Full-Court Press

Photos 4, 5, and 6 by Cassie McNulty and Seong-Hee Yoon. All others by Leisa Thompson Photography

Feranmi Okanlami (M.D. 2011) played basketball with his 7-year-old son recently. Just a small, sweet moment between a father and son — or that's what it would have been, if it weren't something so much bigger.

Okanlami, paralyzed from the chest down during a 2013 pool accident, has regained some mobility and function since then, but still uses a wheelchair most of the time. So sharing some moments on the court with his son was particularly meaningful to him. "My son said, 'Dad, now we can play together,'" Okanlami recalls.

That moment reminded Okanlami of why it is so important to him to try to get an adaptive sports program started at the university.

While he is pushing for the creation of an adaptive sports program for U-M students, Michigan Medicine already has a competitive wheelchair basketball team for kids. The Michigan Rollverines, run by the U-M Adaptive and Inclusive Sports Experience (UMAISE), a joint effort of the Department of Physical Medicine and Rehabilitation and the Department of Family Medicine, competed in its first tournament earlier this year. The team received new sports wheelchairs in 2018, thanks to support from Dance Marathon, a nonprofit led by U-M undergraduates.
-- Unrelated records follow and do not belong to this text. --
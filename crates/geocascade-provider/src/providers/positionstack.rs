//! positionstack forward geocoding.

use crate::providers::format::ResponseFormat;
use crate::providers::rest::{CredentialParam, ProviderSpec, RestGeocoder};

pub const POSITIONSTACK: ProviderSpec = ProviderSpec {
    name: "positionstack",
    endpoint: "http://api.positionstack.com/v1/forward",
    credential: Some(CredentialParam {
        var: "POSITIONSTACK_KEY",
        param: "access_key",
    }),
    address_param: "query",
    params: &[("limit", "1")],
    headers: &[],
    format: ResponseFormat::Positionstack,
};

/// Create a positionstack geocoder.
///
/// Set the `POSITIONSTACK_KEY` environment variable.
pub fn new_positionstack_provider() -> RestGeocoder {
    RestGeocoder::new(POSITIONSTACK)
}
1. Jimmy Moceri, a wheelchair basketball star, fixes a wheel before hitting the court. 
2. "It's bigger than sports. It's bigger than disability," Okanlami says. "It's about diversity, equity, and inclusion. It's about being able to participate in sports with your friends, or your classmates, or your son." 
3. Okanlami (in chair) has led several wheelchair basketball outings, during which able-bodied and disabled students, faculty, staff, and members of the community have played together. 
4. "When you give kids the opportunity to use their chair to play a sport and have fun, it's eye-opening for them and also for their parents, who get to interact with their kids in a different way and see their kids in a different light," says Daniel Ellman, a Michigan Medicine communication specialist who is the head coach of the Rollverines. The team has grown quickly since it formed in September 2018. 
5. "We started with about five or six regular participants. Since then, we've grown to around 15 kids, aged from 4 to 16, and we come together every week to improve skills and to help our kids learn how to work together and have fun as a team," says Meghan Veiga, program coordinator and an assistant coach for the team, as well as a recreational therapist in the Department of Physical Medicine and Rehabilitation. 
6. Volunteer coach Mark Bacon, a senior manager in Management Information Systems at U-M, helps a young player. 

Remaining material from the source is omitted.